**Collected data entries**
=== Begin Enclosure ===

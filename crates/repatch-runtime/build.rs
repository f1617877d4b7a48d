//! Stamps both binaries with the same build identifier

use std::time::{SystemTime, UNIX_EPOCH};

fn main() {
    println!("cargo:rerun-if-changed=build.rs");
    println!("cargo:rerun-if-changed=src");

    let stamp = SystemTime::now()
        .duration_since(UNIX_EPOCH)
        .map(|elapsed| elapsed.as_nanos())
        .unwrap_or_default();
    println!("cargo:rustc-env=REPATCH_BUILD_ID={stamp:x}-{:x}", std::process::id());
}
//! Worker-side merge entry
//!
//! `list <modules-dir>` prints one `ORDER:<name>` line per module.
//! `merge <modules-dir> <output> [skip,csv]` merges and prints diagnostics.

use super::modules::ModuleSet;
use crate::error::MergeError;
use std::collections::BTreeSet;
use std::io::Write;
use std::path::Path;

/// Entry name selecting the merge worker
pub const MERGE_ENTRY: &str = "merge";

/// Action printing the merge order
pub const ACTION_LIST: &str = "list";

/// Action performing the merge
pub const ACTION_MERGE: &str = "merge";

/// Prefix of merge-order lines on stdout
pub const ORDER_PREFIX: &str = "ORDER:";

/// Run the merge entry with its arguments; returns the process exit code
pub fn run_merge_entry(args: &[String], out: &mut dyn Write) -> i32 {
    match dispatch(args, out) {
        Ok(()) => 0,
        Err(err) => {
            let _ = writeln!(out, "merge failed: {err}");
            1
        }
    }
}

fn dispatch(args: &[String], out: &mut dyn Write) -> Result<(), MergeError> {
    let mut log = |line: &str| {
        let _ = writeln!(out, "{line}");
    };
    match args {
        [action, dir] if action == ACTION_LIST => {
            let modules = ModuleSet::load(Path::new(dir), &mut |_| {})?;
            for name in modules.order() {
                log(&format!("{ORDER_PREFIX}{name}"));
            }
            Ok(())
        }
        [action, dir, output, rest @ ..] if action == ACTION_MERGE && rest.len() <= 1 => {
            let skip: BTreeSet<String> = rest
                .first()
                .map(|csv| {
                    csv.split(',')
                        .map(str::trim)
                        .filter(|name| !name.is_empty())
                        .map(ToString::to_string)
                        .collect()
                })
                .unwrap_or_default();
            let modules = ModuleSet::load(Path::new(dir), &mut log)?;
            modules.merge(Path::new(output), &skip, &mut log)?;
            Ok(())
        }
        _ => Err(MergeError::Failed(format!(
            "usage: {ACTION_LIST} <modules-dir> | {ACTION_MERGE} <modules-dir> <output> [skip,csv] (got {args:?})"
        ))),
    }
}
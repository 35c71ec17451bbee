//! Defines the error types used throughout batchmap.
use std::fmt;

/// The primary error enum for all fallible operations in batchmap.
///
/// Batched operations return one result slot per input item. A slot carries
/// the error for that item only; a failed item never aborts the rest of the
/// batch.
#[derive(Debug, Clone, Copy, PartialEq, Eq)]
pub enum BatchError {
    /// An insert found its key already present in the target node. The
    /// stored value is left unchanged.
    KeyExists,
    /// An update, delete or get did not find its key in the target node.
    NotFound,
    /// An operation ran against a node that currently holds no items.
    ///
    /// This can surface transiently while a batch keeps operating on a node
    /// it just emptied, before the traversal cursor advances past it.
    NodeEmpty,
    /// An insert hit a node that already holds its full capacity of items.
    ///
    /// Internal to insert: the list recovers by splitting the node and
    /// retrying, so callers never observe this variant in a result vector.
    NodeFull,
    /// A forward-pointer operation addressed a level outside `[0, height)`
    /// of its node. This indicates a bug in the traversal code, not a
    /// recoverable condition.
    HeightOutOfRange,
}

impl fmt::Display for BatchError {
    fn fmt(&self, f: &mut fmt::Formatter<'_>) -> fmt::Result {
        match self {
            BatchError::KeyExists => write!(f, "key already exists"),
            BatchError::NotFound => write!(f, "key not found in this node"),
            BatchError::NodeEmpty => write!(f, "node is empty"),
            BatchError::NodeFull => write!(f, "node is already full"),
            BatchError::HeightOutOfRange => {
                write!(f, "level is outside this node's height")
            }
        }
    }
}

impl std::error::Error for BatchError {}
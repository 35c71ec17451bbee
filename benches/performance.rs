use criterion::{
    criterion_group, criterion_main, BatchSize, BenchmarkId, Criterion, Throughput,
};
use rand::prelude::{Rng, SeedableRng};
use rand::rngs::StdRng;
use std::hint::black_box;

use batchmap::SkipList;

const DATASET_SIZE: u64 = 65_536;

/// Pre-populates a list with `DATASET_SIZE` keys in sorted batches.
fn setup_list() -> SkipList<u64, u64> {
    let list = SkipList::default();
    for chunk in 0..(DATASET_SIZE / 1024) {
        let base = chunk * 1024;
        let batch: Vec<(u64, u64)> = (base..base + 1024).map(|k| (k, k * 2)).collect();
        list.insert(batch);
    }
    list
}

/// --- Batched Insert Benchmark ---
///
/// Inserts the same dataset through different batch sizes; larger batches
/// amortize the descent from the head across more keys.
fn bench_batched_insert(c: &mut Criterion) {
    let mut group = c.benchmark_group("Batched Insert");
    for &batch_size in &[16usize, 256, 4096] {
        group.throughput(Throughput::Elements(DATASET_SIZE));
        group.bench_with_input(
            BenchmarkId::from_parameter(batch_size),
            &batch_size,
            |b, &size| {
                let batches: Vec<Vec<(u64, u64)>> = (0..DATASET_SIZE as usize)
                    .map(|k| (k as u64, k as u64))
                    .collect::<Vec<_>>()
                    .chunks(size)
                    .map(|chunk| chunk.to_vec())
                    .collect();
                b.iter_batched(
                    || batches.clone(),
                    |batches| {
                        let list: SkipList<u64, u64> = SkipList::default();
                        for batch in batches {
                            black_box(list.insert(batch));
                        }
                    },
                    BatchSize::LargeInput,
                );
            },
        );
    }
    group.finish();
}

/// --- Batched Get Benchmark ---
fn bench_batched_get(c: &mut Criterion) {
    let list = setup_list();
    let mut rng = StdRng::seed_from_u64(42);

    let mut group = c.benchmark_group("Batched Get");
    for &batch_size in &[16usize, 256, 4096] {
        group.throughput(Throughput::Elements(batch_size as u64));
        group.bench_with_input(
            BenchmarkId::from_parameter(batch_size),
            &batch_size,
            |b, &size| {
                let mut keys: Vec<u64> = (0..size)
                    .map(|_| rng.random_range(0..DATASET_SIZE))
                    .collect();
                keys.sort_unstable();
                b.iter(|| black_box(list.get(&keys, u64::MAX)));
            },
        );
    }
    group.finish();
}

/// --- Full Scan Benchmark ---
fn bench_scan_all(c: &mut Criterion) {
    let list = setup_list();

    let mut group = c.benchmark_group("Scan");
    group.throughput(Throughput::Elements(DATASET_SIZE));
    group.bench_function("scan_all", |b| {
        b.iter(|| {
            let mut count = 0u64;
            list.scan_all(|k, v| {
                black_box((k, v));
                count += 1;
            });
            black_box(count)
        });
    });
    group.finish();
}

criterion_group!(
    benches,
    bench_batched_insert,
    bench_batched_get,
    bench_scan_all
);
criterion_main!(benches);
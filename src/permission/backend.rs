//! Permission backends: device node access on Linux, and a scripted one

use std::path::PathBuf;
use std::time::Duration;

use nix::unistd::{access, AccessFlags};
use tracing::{debug, warn};

use super::{PermissionBackend, PermissionKind, PermissionResponder};

/// Camera permission as read/write access to the capture device nodes.
///
/// Linux has no interactive prompt, so requests resolve immediately.
#[derive(Debug, Clone)]
pub struct DevicePermissions {
    nodes: Vec<PathBuf>,
}

impl DevicePermissions {
    pub fn new(nodes: impl IntoIterator<Item = PathBuf>) -> Self {
        Self {
            nodes: nodes.into_iter().collect(),
        }
    }

    fn accessible(&self) -> bool {
        !self.nodes.is_empty()
            && self.nodes.iter().all(|node| {
                let ok = access(node, AccessFlags::R_OK | AccessFlags::W_OK).is_ok();
                debug!("Access check {}: {}", node.display(), ok);
                ok
            })
    }
}

impl PermissionBackend for DevicePermissions {
    fn check(&self, kind: PermissionKind) -> bool {
        match kind {
            PermissionKind::Camera => self.accessible(),
        }
    }

    fn request(&self, kind: PermissionKind, responder: PermissionResponder) {
        if self.check(kind) {
            responder.granted();
        } else {
            warn!(
                "No read/write access to {:?}; add the user to the 'video' group",
                self.nodes
            );
            responder.denied_permanently();
        }
    }
}

/// How a scripted permission request resolves
#[derive(Debug, Clone, Copy, PartialEq, Eq)]
pub enum SimulatedOutcome {
    Grant,
    Deny,
    DenyPermanently,
    /// Never answer
    Ignore,
}

/// Answers requests with a fixed outcome after a delay
#[derive(Debug, Clone)]
pub struct SimulatedPermissions {
    pub already_held: bool,
    pub outcome: SimulatedOutcome,
    pub delay: Duration,
}

impl SimulatedPermissions {
    pub fn granting() -> Self {
        Self::new(SimulatedOutcome::Grant, Duration::ZERO)
    }

    pub fn new(outcome: SimulatedOutcome, delay: Duration) -> Self {
        Self {
            already_held: false,
            outcome,
            delay,
        }
    }
}

impl PermissionBackend for SimulatedPermissions {
    fn check(&self, _kind: PermissionKind) -> bool {
        self.already_held
    }

    fn request(&self, _kind: PermissionKind, responder: PermissionResponder) {
        let outcome = self.outcome;
        let delay = self.delay;
        tokio::spawn(async move {
            tokio::time::sleep(delay).await;
            match outcome {
                SimulatedOutcome::Grant => responder.granted(),
                SimulatedOutcome::Deny => responder.denied(),
                SimulatedOutcome::DenyPermanently => responder.denied_permanently(),
                // Keep the responder alive so the request stays pending
                SimulatedOutcome::Ignore => std::future::pending::<()>().await,
            }
        });
    }
}
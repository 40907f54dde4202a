pub mod controller;
pub mod decoder;
pub mod frame;
pub mod selector;
pub mod session;
pub mod sink;

pub use controller::CaptureController;
pub use decoder::FrameDecoder;
pub use frame::{DecodedFrame, Orientation, PixelFormat, RawFrameBuffer, ResultExtras};
pub use selector::{nearest_capability, select_best_fit, Selection, StreamCapability};
pub use session::{CameraSession, SessionSettings, SessionState, SessionStatus, StartRequest};
pub use sink::{FrameSink, FrameStats};
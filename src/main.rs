//! camgate: permission-gated camera capture

use std::path::PathBuf;
use std::sync::Arc;
use std::time::Duration;

use camgate::capture::CaptureController;
use camgate::device::simulated::SimulatedCamera;
use camgate::device::{CameraDriver, SimulatedDriver, V4l2Driver};
use camgate::permission::{
    DevicePermissions, PermissionBackend, PermissionGate, SimulatedPermissions,
};
use camgate::{utils, Backend, Config};
use color_eyre::{eyre::eyre, Result};
use tokio::sync::oneshot;
use tracing::{error, info, warn};

#[tokio::main]
async fn main() -> Result<()> {
    // Initialize error handling and logging
    color_eyre::install()?;
    tracing_subscriber::fmt()
        .with_env_filter(
            tracing_subscriber::EnvFilter::try_from_default_env()
                .unwrap_or_else(|_| "camgate=debug".into()),
        )
        .with_timer(tracing_subscriber::fmt::time::uptime())
        .init();

    info!("camgate launching...");

    // Load configuration
    let path = std::env::args_os()
        .nth(1)
        .map(PathBuf::from)
        .unwrap_or_else(|| PathBuf::from("camgate.toml"));
    let config = Config::load(Some(&path))?;
    camgate::CONFIG.store(Arc::new(config.clone()));

    let (driver, permissions): (Arc<dyn CameraDriver>, Arc<dyn PermissionBackend>) =
        match config.capture.backend {
            Backend::V4l2 => {
                let nodes = utils::resolve_nodes(&config.capture.nodes, &utils::detect_capture_nodes());
                info!("Using capture nodes: {:?}", nodes);
                let permissions = DevicePermissions::new([PathBuf::from(
                    nodes.path(config.capture.device),
                )]);
                (
                    Arc::new(V4l2Driver::new(nodes, config.capture.buffer_count)),
                    Arc::new(permissions),
                )
            }
            Backend::Simulated => (
                Arc::new(SimulatedDriver::new(SimulatedCamera::default())),
                Arc::new(SimulatedPermissions::granting()),
            ),
        };

    let gate = PermissionGate::with_poll_interval(permissions, config.permission_poll_interval());
    let controller = CaptureController::new(driver, gate, &config);

    let (started_tx, started_rx) = oneshot::channel();
    controller.start(
        config.capture.device,
        config.capture.width,
        config.capture.height,
        move |ok| {
            let _ = started_tx.send(ok);
        },
    )?;

    let started = tokio::select! {
        started = started_rx => started.unwrap_or(false),
        _ = tokio::signal::ctrl_c() => {
            info!("Interrupted during start");
            controller.stop().await;
            return Ok(());
        }
    };
    if !started {
        return Err(eyre!("camera failed to start"));
    }

    let frames = controller.subscribe();
    let mut report = tokio::time::interval(Duration::from_secs(1));
    loop {
        tokio::select! {
            frame = frames.recv_async() => match frame {
                Ok(frame) => tracing::trace!("Frame {} {}x{}", frame.sequence, frame.width, frame.height),
                Err(e) => {
                    error!("Frame stream closed: {}", e);
                    break;
                }
            },
            _ = report.tick() => {
                let stats = controller.stats();
                info!(
                    "decoded={} dropped={} errors={}",
                    stats.frames_decoded, stats.frames_dropped, stats.decode_errors
                );
                if !controller.is_connected() {
                    warn!("Capture no longer active");
                    break;
                }
            }
            _ = tokio::signal::ctrl_c() => {
                info!("Ctrl-C received");
                break;
            }
        }
    }

    controller.stop().await;
    info!("camgate shutting down");
    Ok(())
}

=== End Enclosure ===

Copy the lines of the data above exactly as written, beginning with the line containing "operating on a node" and ending with the line containing "the node and", and leave out all other lines.

    /// This can surface transiently while a batch keeps operating on a node
    /// it just emptied, before the traversal cursor advances past it.
    NodeEmpty,
    /// An insert hit a node that already holds its full capacity of items.
    ///
    /// Internal to insert: the list recovers by splitting the node and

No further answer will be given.